__Task statement__:
Filter these entries so that only lines with the word "links" remain.

***

//! Validation utilities for interactive input and ledger tokens

use bigdecimal::BigDecimal;
use chrono::NaiveDate;
use std::collections::BTreeSet;
use std::str::FromStr;

use crate::types::*;

/// Root names an account may start with
pub const ACCOUNT_ROOTS: [&str; 6] = [
    "Assets",
    "Liabilities",
    "Equity",
    "Capital",
    "Income",
    "Expenses",
];

/// Parse a calendar date written as `YYYY-MM-DD`
pub fn parse_date(text: &str) -> ImportResult<NaiveDate> {
    let bytes = text.as_bytes();
    let shaped = bytes.len() == 10
        && bytes[4] == b'-'
        && bytes[7] == b'-'
        && bytes
            .iter()
            .enumerate()
            .all(|(i, b)| i == 4 || i == 7 || b.is_ascii_digit());
    if !shaped || text.starts_with("0000") {
        return Err(ImportError::Validation(format!(
            "Not a valid date (YYYY-MM-DD): '{}'",
            text
        )));
    }

    NaiveDate::parse_from_str(text, "%Y-%m-%d")
        .map_err(|_| ImportError::Validation(format!("Not a real calendar date: '{}'", text)))
}

/// Validate that an account name is well formed
pub fn validate_account(account: &str) -> ImportResult<()> {
    let mut components = account.split(':');
    let root = components.next().unwrap_or_default();
    if !ACCOUNT_ROOTS.contains(&root) {
        return Err(ImportError::Validation(format!(
            "Account must start with one of {}: '{}'",
            ACCOUNT_ROOTS.join(", "),
            account
        )));
    }

    let mut count = 0;
    for component in components {
        count += 1;
        let mut chars = component.chars();
        let leading_ok = chars
            .next()
            .is_some_and(|c| c.is_ascii_uppercase() || c.is_ascii_digit());
        if !leading_ok || !chars.all(|c| c.is_ascii_alphanumeric() || c == '-') {
            return Err(ImportError::Validation(format!(
                "Not a valid account component '{}' in '{}'",
                component, account
            )));
        }
    }

    if count == 0 {
        return Err(ImportError::Validation(format!(
            "Account needs at least one component below '{}'",
            root
        )));
    }

    Ok(())
}

/// Parse a decimal amount, allowing thousands separators
pub fn parse_amount(text: &str) -> ImportResult<BigDecimal> {
    let cleaned: String = text.chars().filter(|c| *c != ',').collect();
    if cleaned.is_empty()
        || !cleaned
            .chars()
            .all(|c| c.is_ascii_digit() || c == '.' || c == '-' || c == '+')
    {
        return Err(ImportError::Validation(format!(
            "Not a valid number: '{}'",
            text
        )));
    }

    BigDecimal::from_str(&cleaned)
        .map_err(|_| ImportError::Validation(format!("Not a valid number: '{}'", text)))
}

/// Parse an amount that must be strictly positive
pub fn parse_positive_amount(text: &str) -> ImportResult<BigDecimal> {
    let amount = parse_amount(text)?;
    if amount <= BigDecimal::from(0) {
        Err(ImportError::Validation(
            "Amount must be positive".to_string(),
        ))
    } else {
        Ok(amount)
    }
}

/// Validate a commodity name such as `USD` or `VBMPX`
pub fn validate_currency(currency: &str) -> ImportResult<()> {
    let valid = (1..=24).contains(&currency.len())
        && currency.starts_with(|c: char| c.is_ascii_uppercase())
        && currency.ends_with(|c: char| c.is_ascii_uppercase() || c.is_ascii_digit())
        && currency
            .chars()
            .all(|c| c.is_ascii_uppercase() || c.is_ascii_digit() || "'._-".contains(c));

    if valid {
        Ok(())
    } else {
        Err(ImportError::Validation(format!(
            "Not a valid currency: '{}'",
            currency
        )))
    }
}

/// Check a tag or link body against `[A-Za-z0-9-_/.]+`
pub fn is_token(token: &str) -> bool {
    !token.is_empty()
        && token
            .chars()
            .all(|c| c.is_ascii_alphanumeric() || "-_/.".contains(c))
}

/// Parse whitespace separated tags or links
///
/// A leading `sigil` (`#` for tags, `^` for links) on a token is optional.
/// Returns `None` for empty input, which leaves the field unchanged.
pub fn parse_tokens(text: &str, sigil: char) -> ImportResult<Option<BTreeSet<String>>> {
    let mut tokens = BTreeSet::new();
    for raw in text.split_whitespace() {
        let token = raw.strip_prefix(sigil).unwrap_or(raw);
        if !is_token(token) {
            return Err(ImportError::Validation(format!(
                "Not a valid {} '{}': use letters, digits, '-', '_', '/' or '.'",
                if sigil == '#' { "tag" } else { "link" },
                raw
            )));
        }
        tokens.insert(token.to_string());
    }

    Ok(if tokens.is_empty() { None } else { Some(tokens) })
}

***

__Reply to the exercise__:
/// Parse whitespace separated tags or links
/// A leading `sigil` (`#` for tags, `^` for links) on a token is optional.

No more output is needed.